By ANITA SNOW | Associated Press Writer
Vilma Espin Guillois, the wife of acting President Raul Castro and one of the communist nation’s most politically powerful women, died Monday, the Cuban government announced. She was 77.
As Raul Castro’s wife, Espin was Cuba’s de facto first lady for decades because Cuban leader Fidel Castro is divorced.
Cuban state television announced that Espin died Monday afternoon after “the long illness she was afflicted with” worsened in recent weeks. The announcement was read at the start of the island’s national evening newscast, then repeated half an hour later.
Authorities did not disclose Espin’s illness, but she was said to suffer from severe circulatory problems in recent years and rumors about her poor health circulated periodically.
An official mourning period was declared from 8 p.m. Monday until 10 p.m. Tuesday, and the Cuban flag will be lowered to half mast at all public buildings and military bases during that period, according to the official statement announcing Espin’s death.
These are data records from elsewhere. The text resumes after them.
//! Ollama LLM provider implementation.
//!
//! This module provides integration with Ollama, a local LLM runtime.
//! Ollama API: https://github.com/ollama/ollama/blob/main/docs/api.md

use super::{http_client, DEFAULT_REQUEST_TIMEOUT};
use crate::client::{LlmClient, LlmRequest, LlmResponse, LlmUsage};
use insight_core::{AppError, AppResult};
use serde::{Deserialize, Serialize};
use std::time::Duration;

const DEFAULT_BASE_URL: &str = "http://localhost:11434";

/// Ollama API request format.
#[derive(Debug, Serialize)]
struct OllamaRequest {
    model: String,
    prompt: String,
    #[serde(skip_serializing_if = "Option::is_none")]
    system: Option<String>,
    options: OllamaOptions,
    stream: bool,
}

#[derive(Debug, Serialize)]
struct OllamaOptions {
    #[serde(skip_serializing_if = "Option::is_none")]
    temperature: Option<f32>,
    #[serde(skip_serializing_if = "Option::is_none")]
    num_predict: Option<u32>,
}

/// Ollama API response format.
#[derive(Debug, Deserialize)]
struct OllamaResponse {
    model: String,
    response: String,
    #[serde(default)]
    prompt_eval_count: Option<u32>,
    #[serde(default)]
    eval_count: Option<u32>,
}

/// Ollama LLM client.
pub struct OllamaClient {
    /// Base URL for Ollama API
    base_url: String,

    /// HTTP client
    client: reqwest::Client,

    timeout: Duration,
}

impl OllamaClient {
    /// Create a new Ollama client with default settings.
    ///
    /// Default URL: http://localhost:11434
    pub fn new() -> Self {
        Self::with_base_url(DEFAULT_BASE_URL)
    }

    /// Create a new Ollama client with a custom base URL.
    pub fn with_base_url(base_url: impl Into<String>) -> Self {
        Self {
            base_url: base_url.into().trim_end_matches('/').to_string(),
            client: http_client(DEFAULT_REQUEST_TIMEOUT),
            timeout: DEFAULT_REQUEST_TIMEOUT,
        }
    }

    /// Replace the per-request timeout.
    pub fn with_timeout(mut self, timeout: Duration) -> Self {
        self.client = http_client(timeout);
        self.timeout = timeout;
        self
    }

    pub fn timeout(&self) -> Duration {
        self.timeout
    }

    /// Convert LlmRequest to Ollama format.
    fn to_ollama_request(&self, request: &LlmRequest) -> OllamaRequest {
        OllamaRequest {
            model: request.model.clone(),
            prompt: request.prompt.clone(),
            system: request.system.clone(),
            options: OllamaOptions {
                temperature: request.temperature,
                num_predict: request.max_tokens,
            },
            stream: false,
        }
    }

    /// Convert Ollama response to LlmResponse.
    fn convert_response(&self, response: OllamaResponse) -> LlmResponse {
        LlmResponse {
            content: response.response,
            model: response.model,
            usage: LlmUsage::new(
                response.prompt_eval_count.unwrap_or(0),
                response.eval_count.unwrap_or(0),
            ),
        }
    }
}

impl Default for OllamaClient {
    fn default() -> Self {
        Self::new()
    }
}

#[async_trait::async_trait]
impl LlmClient for OllamaClient {
    fn provider_name(&self) -> &str {
        "ollama"
    }

    async fn complete(&self, request: &LlmRequest) -> AppResult<LlmResponse> {
        tracing::debug!("Sending completion request to Ollama (model: {})", request.model);

        let url = format!("{}/api/generate", self.base_url);

        let response = self
            .client
            .post(&url)
            .json(&self.to_ollama_request(request))
            .send()
            .await
            .map_err(|e| AppError::Llm(format!("Failed to send request to Ollama: {}", e)))?;

        if !response.status().is_success() {
            let status = response.status();
            let error_text = response
                .text()
                .await
                .unwrap_or_else(|_| "Unknown error".to_string());
            return Err(AppError::Llm(format!(
                "Ollama API error ({}): {}",
                status, error_text
            )));
        }

        let ollama_response: OllamaResponse = response
            .json()
            .await
            .map_err(|e| AppError::Llm(format!("Failed to parse Ollama response: {}", e)))?;

        tracing::debug!(
            "Received completion from Ollama ({} tokens)",
            ollama_response.eval_count.unwrap_or(0)
        );

        Ok(self.convert_response(ollama_response))
    }
}
//! Handlebars prompt templates for drafting, critiquing and revising.

use crate::context::Context;
use handlebars::Handlebars;
use insight_core::{AppError, AppResult};
use serde_json::json;

pub const DRAFT_TEMPLATE: &str = "\
You're a marketing analyst. Analyze the campaign performance data and answer the question.

**CSV Summary**:
{{summary}}

**Related Blog Insights**:
{{#if evidence}}{{evidence}}{{else}}No supporting blog evidence was found.{{/if}}

**User Question**:
{{question}}

Be concise, data-backed, and actionable.";

pub const CRITIQUE_TEMPLATE: &str = "\
You are reviewing a marketing analyst's answer against the data it was given.

**CSV Summary**:
{{summary}}

**Related Blog Insights**:
{{evidence}}

**Answer under review**:
{{draft}}

List problems with the answer: claims not traceable to the data above, vague or \
non-actionable advice, and statements that contradict each other.
Respond with JSON only, in this shape:
{\"issues\": [{\"kind\": \"unsupported_claim|factual_gap|vague|inconsistency|verbosity|missing_data_reference\", \
\"severity\": \"low|medium|high\", \"detail\": \"...\"}]}
Return {\"issues\": []} when the answer has no problems.";

pub const REVISE_TEMPLATE: &str = "\
You're a marketing analyst revising your answer after review.

**CSV Summary**:
{{summary}}

**Related Blog Insights**:
{{evidence}}

**Question**:
{{question}}

**Previous answer**:
{{draft}}

**Review findings**:
{{#each issues}}- [{{this.severity}}] {{this.kind}}: {{this.detail}}
{{/each}}
Rewrite the answer so every finding is addressed. Only use figures that appear in \
the data above. Be concise, data-backed, and actionable. Return only the revised answer.";

/// Pre-registered prompt templates.
pub struct PromptTemplates {
    registry: Handlebars<'static>,
}

impl PromptTemplates {
    pub fn new() -> AppResult<Self> {
        let mut registry = Handlebars::new();

        // Prompts are plain text
        registry.register_escape_fn(handlebars::no_escape);
        registry.set_strict_mode(false);

        for (name, template) in [
            ("draft", DRAFT_TEMPLATE),
            ("critique", CRITIQUE_TEMPLATE),
            ("revise", REVISE_TEMPLATE),
        ] {
            registry
                .register_template_string(name, template)
                .map_err(|e| AppError::Prompt(format!("Failed to register template {}: {}", name, e)))?;
        }

        Ok(Self { registry })
    }

    fn render(&self, name: &str, data: &serde_json::Value) -> AppResult<String> {
        self.registry
            .render(name, data)
            .map_err(|e| AppError::Prompt(format!("Failed to render template {}: {}", name, e)))
    }

    pub fn draft(&self, question: &str, context: &Context) -> AppResult<String> {
        self.render(
            "draft",
            &json!({
                "summary": context.summary,
                "evidence": context.evidence,
                "question": question,
            }),
        )
    }

    pub fn critique(&self, draft: &str, context: &Context) -> AppResult<String> {
        self.render(
            "critique",
            &json!({
                "summary": context.summary,
                "evidence": context.evidence,
                "draft": draft,
            }),
        )
    }

    pub fn revise(
        &self,
        question: &str,
        draft: &str,
        issues: &serde_json::Value,
        context: &Context,
    ) -> AppResult<String> {
        self.render(
            "revise",
            &json!({
                "summary": context.summary,
                "evidence": context.evidence,
                "question": question,
                "draft": draft,
                "issues": issues,
            }),
        )
    }
}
Formal gatherings to pay homage to Espin were scheduled for all day Tuesday in Havana and her native eastern city of Santiago, said the statement from Cuba’s Communist Party leadership and government. Memorial gatherings were also planned in every other province across the island of 11.2 million.
Espin’s body was cremated and her ashes will be scattered during a private ceremony, with full military honors, at a date to be determined, the statement said.
“Her name will be linked eternally to the most significant achievements of Cuban women through the Revolution,” the government statement said.
It called Espin, “one of the most relevant fighters for the women’s emancipation in our country and in the world.”
Born into a wealthy family in eastern Cuba, Espin became a young urban rebel who battled against Fulgencio Batista’s dictatorship throughout the 1950s. After the 1959 triumph of the Cuban revolution, she became Cuba’s low-key first lady as the wife of Defense Minister Raul Castro, Fidel Castro’s designated successor.
Raul Castro, 76, has been Cuba’s acting president since 80-year-old Fidel temporarily ceded power in July due to an undisclosed illness that led to several surgeries from which he is still recovering.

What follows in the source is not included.